Ho visto la prima volta The Big Lebowski il 6 marzo 1998.
Lo so perché c’è scritto su Wikipedia.
Cioè, su Wikipedia c’è scritto che quel giorno il film ha aperto negli Stati Uniti, e così sono certo della mia data. Era un venerdì, sarei partito il giorno dopo da New York per l’Italia, e la sera, fatte le valigie, sono sceso al cinema sotto casa. Il cartellone annunciava l’arrivo dell’ultimo film dei fratelli Coen. Non ne sapevo niente. E’ stato un colpo di fulmine.
Nei mesi successivi, in Italia e Spagna, mi capitò di trascinare con troppo entusiasmo vari amici a vederlo. In tutti i casi: zero reazioni, sguardi interrogativi, dubbi sulla mia sanità mentale. So che è andata così anche nei grandi numeri. Il film all’inizio non ha avuto successo di pubblico, non è piaciuto ai critici, solo con gli anni è cresciuto in maniera sotterranea fino a diventare quella cosa lì, un cult movie.

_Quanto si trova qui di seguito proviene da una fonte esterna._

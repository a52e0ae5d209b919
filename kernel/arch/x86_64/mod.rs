//! x86_64 platform implementation
//!
//! Concrete [`Platform`] for the scheduler (LAPIC one-shot timer, TSS
//! IST retarget, FS base, the voluntary reschedule interrupt), the
//! interrupt-dispatch entry the ISR stubs call, and CPU bring-up. The
//! IDT/GDT table contents and the ISR stubs themselves belong to the
//! boot collaborator; this module begins where an interrupt frame is
//! already on the kernel stack.

pub mod lapic;
pub mod percpu;
pub mod serial;
pub mod tss;

use alloc::boxed::Box;
use alloc::sync::Arc;
use alloc::vec;

use core::arch::asm;

use crate::arch::{
    Platform, TrapFrame, KEYBOARD_VECTOR, RESCHEDULE_VECTOR, SYSCALL_VECTOR, TIMER_VECTOR,
};
use crate::mm::paging::X64AddressSpace;
use crate::printkln;
use crate::task::sched::{SchedRegistry, Scheduler};
use crate::task::SYSCALL_STACK_SIZE;
use crate::{fs, syscall, tty};

use lapic::Lapic;

/// The scheduler type every CPU runs
pub type KernelScheduler = Scheduler<X64Platform, X64AddressSpace>;
/// The registry shared by all CPUs
pub type KernelRegistry = SchedRegistry<X64AddressSpace>;

/// Exit status for tasks killed by a CPU exception
const FAULT_EXIT_STATUS: i32 = 139;

const IA32_FS_BASE: u32 = 0xC000_0100;

pub mod io {
    //! Port I/O primitives

    use core::arch::asm;

    /// # Safety
    /// Port must be safe to read in the current machine state.
    #[inline]
    pub unsafe fn inb(port: u16) -> u8 {
        let value: u8;
        unsafe {
            asm!("in al, dx", out("al") value, in("dx") port, options(nomem, nostack, preserves_flags));
        }
        value
    }

    /// # Safety
    /// Port must be safe to write in the current machine state.
    #[inline]
    pub unsafe fn outb(port: u16, value: u8) {
        unsafe {
            asm!("out dx, al", in("dx") port, in("al") value, options(nomem, nostack, preserves_flags));
        }
    }
}

use io::{inb, outb};

/// # Safety
/// MSR must exist on this CPU.
pub unsafe fn rdmsr(msr: u32) -> u64 {
    let low: u32;
    let high: u32;
    unsafe {
        asm!("rdmsr", in("ecx") msr, out("eax") low, out("edx") high, options(nomem, nostack, preserves_flags));
    }
    (high as u64) << 32 | low as u64
}

/// # Safety
/// MSR must exist and the value must be valid for it.
pub unsafe fn wrmsr(msr: u32, value: u64) {
    unsafe {
        asm!(
            "wrmsr",
            in("ecx") msr,
            in("eax") value as u32,
            in("edx") (value >> 32) as u32,
            options(nomem, nostack, preserves_flags)
        );
    }
}

/// Per-CPU hardware surface handed to the scheduler
pub struct X64Platform {
    lapic: Lapic,
    cpu: u32,
}

impl Platform for X64Platform {
    fn timer_arm_one_shot(&mut self, ms: u64) {
        self.lapic.arm_one_shot_ms(ms);
    }

    fn timer_remaining_ms(&mut self) -> u64 {
        self.lapic.remaining_ms()
    }

    fn timer_acknowledge(&mut self) {
        self.lapic.send_eoi();
    }

    fn set_syscall_stack(&mut self, top: u64) {
        unsafe { tss::set_syscall_stack(self.cpu as usize, top) };
    }

    fn set_tls_base(&mut self, addr: u64) {
        unsafe { wrmsr(IA32_FS_BASE, addr) };
    }

    fn raise_reschedule(&mut self) -> u64 {
        let value: u64;
        unsafe {
            asm!("int 0x81", lateout("rax") value);
        }
        value
    }

    fn cpu_id(&self) -> u32 {
        self.cpu
    }
}

/// Idle loop every CPU's PID-0 task runs
extern "C" fn idle_loop() -> ! {
    loop {
        unsafe { asm!("hlt", options(nomem, nostack, preserves_flags)) };
    }
}

/// Central interrupt dispatch, called by the ISR stubs with the saved
/// frame on the current task's kernel stack
///
/// # Safety
/// `frame` must point at a live interrupt frame and the executing CPU's
/// scheduler must be installed.
#[no_mangle]
pub unsafe extern "C" fn isr_handler(frame: &mut TrapFrame) {
    match frame.interrupt_number {
        TIMER_VECTOR => unsafe {
            percpu::with_scheduler(|sched| {
                sched.switch_to_next(frame);
                sched.timer_interrupt_done();
            });
        },
        KEYBOARD_VECTOR => {
            let byte = unsafe { inb(0x60) };
            if let Some(tty) = tty::the() {
                if let Some(reader) = tty.push_input(byte) {
                    let registry =
                        unsafe { percpu::with_scheduler(|sched| sched.registry()) };
                    registry.unsuspend(reader, 1);
                }
            }
            // Legacy PIC end-of-interrupt
            unsafe { outb(0x20, 0x20) };
        }
        SYSCALL_VECTOR => unsafe {
            percpu::with_scheduler(|sched| {
                fs::with_mount_table(|mounts| syscall::dispatch(sched, mounts, frame));
            });
        },
        RESCHEDULE_VECTOR => unsafe {
            percpu::with_scheduler(|sched| sched.switch_to_next(frame));
        },
        vector @ 0..=31 => handle_exception(vector, frame),
        vector => panic!("no handler for interrupt {:#x}", vector),
    }
}

fn handle_exception(vector: u64, frame: &mut TrapFrame) {
    printkln!(
        "exception {:#x} (error {:#x}) rip={:#x} rsp={:#x} cpu={}",
        vector,
        frame.error_code,
        frame.rip,
        frame.rsp,
        percpu::current_cpu_id()
    );
    if vector == 0xE {
        let cr2: u64;
        unsafe {
            asm!("mov {}, cr2", out(reg) cr2, options(nomem, nostack, preserves_flags));
        }
        printkln!("page fault address {:#x}", cr2);
    }

    if frame.cs & 3 == 3 {
        // Faulting user task is terminated; the kernel carries on
        unsafe {
            percpu::with_scheduler(|sched| sched.exit_current(FAULT_EXIT_STATUS, frame));
        }
    } else {
        panic!("fatal exception {:#x} in kernel context", vector);
    }
}

/// Bring up the executing CPU's scheduler
///
/// Shared by the BSP and application processors: stamps the CPU id,
/// enables the local APIC, calibrates the timer (first caller only) and
/// installs a scheduler with its idle task.
///
/// # Safety
/// Must run once per CPU with interrupts disabled, after memory
/// management is up and with this CPU's descriptor tables loaded by the
/// boot collaborator.
pub unsafe fn init_cpu(cpu: u32, registry: Arc<KernelRegistry>) -> &'static mut KernelScheduler {
    unsafe { percpu::set_current_cpu_id(cpu) };
    let lapic = unsafe { Lapic::init() };
    lapic.calibrate();

    let idle_stack = Box::leak(vec![0u8; SYSCALL_STACK_SIZE].into_boxed_slice());
    let idle_stack_top = idle_stack.as_ptr() as u64 + SYSCALL_STACK_SIZE as u64;

    let platform = X64Platform { lapic, cpu };
    let scheduler = Scheduler::new(
        platform,
        registry,
        idle_loop as usize as u64,
        idle_stack_top,
    )
    .expect("scheduler construction only fails without memory");
    let scheduler: &'static mut KernelScheduler = Box::leak(Box::new(scheduler));
    let pointer: *mut KernelScheduler = &mut *scheduler;
    unsafe { percpu::install_scheduler(cpu, pointer) };
    scheduler
}

/// Enable interrupts and idle; the timer takes over from here
pub fn enter_idle() -> ! {
    unsafe {
        asm!("sti", options(nomem, nostack));
    }
    idle_loop()
}

/// Entry point application processors jump to from the boot handoff
///
/// The boot collaborator loads the shared GDT/IDT and this CPU's TSS
/// before jumping here with a pointer to the CPU's handoff record in
/// the first argument register.
pub extern "C" fn application_cpu_entry(info: *mut crate::SmpCpuInfo) -> ! {
    let cpu = unsafe { (*info).extra_argument } as u32;
    let registry = GLOBAL_REGISTRY
        .get()
        .expect("BSP publishes the registry before starting cores")
        .clone();
    unsafe { init_cpu(cpu, registry) };
    printkln!("cpu {} online", cpu);
    enter_idle()
}

/// Registry shared with application processors during bring-up
static GLOBAL_REGISTRY: spin::Once<Arc<KernelRegistry>> = spin::Once::new();

/// Kick off the application processors
///
/// Writes each sleeping CPU's handoff record: its logical id, a fresh
/// kernel stack, and the address to jump to.
///
/// # Safety
/// `cpus` must be the live SMP handoff table and each entry's CPU must
/// be parked on it as the boot protocol specifies.
pub unsafe fn start_cores(cpus: &mut [crate::SmpCpuInfo], bsp_lapic_id: u32) {
    for (index, cpu) in cpus.iter_mut().enumerate() {
        if cpu.lapic_id == bsp_lapic_id {
            continue;
        }
        let stack = Box::leak(vec![0u8; SYSCALL_STACK_SIZE].into_boxed_slice());
        cpu.extra_argument = index as u64;
        cpu.target_stack = stack.as_ptr() as u64 + SYSCALL_STACK_SIZE as u64;
        // The write of goto_address releases the parked CPU
        let goto = &mut cpu.goto_address as *mut u64;
        unsafe {
            core::ptr::write_volatile(goto, application_cpu_entry as usize as u64);
        }
    }
}

/// Publish the registry for application processors
pub fn publish_registry(registry: Arc<KernelRegistry>) {
    GLOBAL_REGISTRY.call_once(|| registry);
}
//! Vnode - cached handle to a filesystem object
//!
//! A vnode is identified by `(filesystem id, inode number)`. The cache is
//! the canonical owner: repeated lookups of the same object return the
//! same `Arc`, so descriptors that land on the same file share state
//! (device buffers, size updates) through one object.

use alloc::collections::BTreeMap;
use alloc::sync::Arc;

use core::any::Any;
use core::sync::atomic::{AtomicU64, Ordering};

use spin::Mutex;

use super::{FileSystem, FsId};

/// Kind of object a vnode refers to
#[derive(Debug, Clone, Copy, PartialEq, Eq)]
pub enum VnodeKind {
    RegularFile,
    Directory,
    CharacterDevice,
    Symlink,
}

/// Filesystem-private state attached to a vnode
pub trait VnodeData: Send + Sync {
    fn as_any(&self) -> &dyn Any;
}

/// In-memory handle to a filesystem object
pub struct Vnode {
    /// Owning filesystem's cache id
    pub fs_id: FsId,
    /// Inode number within that filesystem
    pub inode: u64,
    pub kind: VnodeKind,
    size: AtomicU64,
    /// Back-pointer for dispatching operations
    pub fs: &'static dyn FileSystem,
    /// Filesystem-private context (e.g. the device behind a devfs node)
    private: Mutex<Option<Arc<dyn VnodeData>>>,
}

impl Vnode {
    pub fn new(fs: &'static dyn FileSystem, inode: u64, kind: VnodeKind, size: u64) -> Self {
        Self {
            fs_id: fs.id(),
            inode,
            kind,
            size: AtomicU64::new(size),
            fs,
            private: Mutex::new(None),
        }
    }

    pub fn size(&self) -> u64 {
        self.size.load(Ordering::Relaxed)
    }

    pub fn set_size(&self, size: u64) {
        self.size.store(size, Ordering::Relaxed);
    }

    pub fn set_private(&self, data: Arc<dyn VnodeData>) {
        *self.private.lock() = Some(data);
    }

    pub fn private(&self) -> Option<Arc<dyn VnodeData>> {
        self.private.lock().clone()
    }
}

/// Process-wide vnode cache keyed by `(filesystem, inode)`
static VNODE_CACHE: Mutex<BTreeMap<(FsId, u64), Arc<Vnode>>> = Mutex::new(BTreeMap::new());

/// Look up a cached vnode
pub fn cache_get(fs_id: FsId, inode: u64) -> Option<Arc<Vnode>> {
    VNODE_CACHE.lock().get(&(fs_id, inode)).cloned()
}

/// Return the cached vnode for `(fs, inode)`, building it on first use
///
/// The builder runs without the cache lock held only on the miss path of
/// its own key; concurrent callers for the same key receive the same
/// object.
pub fn cache_get_or_insert(
    fs_id: FsId,
    inode: u64,
    build: impl FnOnce() -> Arc<Vnode>,
) -> Arc<Vnode> {
    let mut cache = VNODE_CACHE.lock();
    cache.entry((fs_id, inode)).or_insert_with(build).clone()
}

/// Drop a vnode from the cache (explicit eviction only)
pub fn cache_evict(fs_id: FsId, inode: u64) {
    VNODE_CACHE.lock().remove(&(fs_id, inode));
}


#[cfg(test)]
mod tests {
    use super::testing::TreeFs;
    use super::*;

    #[test]
    fn test_cache_returns_same_object() {
        let fs = TreeFs::build(&[(1, "a", 2, VnodeKind::RegularFile)]);
        let first = fs.find_in_directory(&fs.root(), "a").unwrap().unwrap();
        let second = fs.find_in_directory(&fs.root(), "a").unwrap().unwrap();
        assert!(Arc::ptr_eq(&first, &second));
    }

    #[test]
    fn test_eviction_breaks_identity() {
        let fs = TreeFs::build(&[(1, "a", 2, VnodeKind::RegularFile)]);
        let first = fs.find_in_directory(&fs.root(), "a").unwrap().unwrap();
        cache_evict(fs.id(), 2);
        let second = fs.find_in_directory(&fs.root(), "a").unwrap().unwrap();
        assert!(!Arc::ptr_eq(&first, &second));
    }

    #[test]
    fn test_size_is_shared_through_cache() {
        let fs = TreeFs::build(&[(1, "a", 2, VnodeKind::RegularFile)]);
        let first = fs.find_in_directory(&fs.root(), "a").unwrap().unwrap();
        let second = fs.find_in_directory(&fs.root(), "a").unwrap().unwrap();
        first.set_size(77);
        assert_eq!(second.size(), 77);
    }
}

Di questo culto sono un adepto, in senso blando: non vado ai festival, non mi travesto, non ho buona memoria per le battute, l’ho rivisto solo una decina di volte. Ma, in un senso molto preciso, posso dire di essere un adepto della prima ora. Perché? Non lo so. Ho fatto un po’ di web surfing, tanto per perdere un po’ di tempo, e ho trovato un sacco di roba che potrebbe aiutarmi. Roba serissima.
Sarà solidarietà generazionale, conforto nostalgico?
Il Dude (e se non sapete chi è, cosa leggete a fare) dice di essere stato, da giovane, uno degli autori del Port Huron Statement del 1962, il manifesto del radicalismo studentesco degli anni sessanta. Autore della versione “originale”, dice, quella di sinistra – non la seconda resa pubblica, già annacquata. Il riferimento ha colpito anche Tom Hayden e Dick Flacks, i (se-dicenti) veri autori, che lo citano proprio all’inizio del loro ricordo nel quarantesimo anniversario dell’evento, nel 2002 su The Nation.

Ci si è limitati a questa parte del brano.